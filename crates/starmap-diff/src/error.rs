//! Error types for the diff crate.

use starmap_types::ResourceType;

/// Errors that can occur while reading or writing fields by path.
#[derive(Debug, thiserror::Error)]
pub enum FieldError {
    /// The path is not in the record type's field table.
    #[error("unknown field {path:?} on {resource}")]
    UnknownField {
        resource: ResourceType,
        path: String,
    },

    /// The value does not have the shape the field expects.
    #[error("cannot decode value for {path:?}: {source}")]
    Decode {
        path: String,
        #[source]
        source: serde_json::Error,
    },
}

/// Convenience alias for field access results.
pub type DiffResult<T> = Result<T, FieldError>;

########################################

§ **Assignment**
Restate the records above word for word.

§ **Answer section**
filename crates/starmap-diff/src/error.rs
//! Error types for the diff crate.

use starmap_types::ResourceType;

/// Errors that can occur while reading or writing fields by path.
#[derive(Debug, thiserror::Error)]
pub enum FieldError {
    /// The path is not in the record type's field table.
    #[error("unknown field {path:?} on {resource}")]
    UnknownField {
        resource: ResourceType,
        path: String,
    },

    /// The value does not have the shape the field expects.
    #[error("cannot decode value for {path:?}: {source}")]
    Decode {
        path: String,
        #[source]
        source: serde_json::Error,
    },
}

/// Convenience alias for field access results.
pub type DiffResult<T> = Result<T, FieldError>;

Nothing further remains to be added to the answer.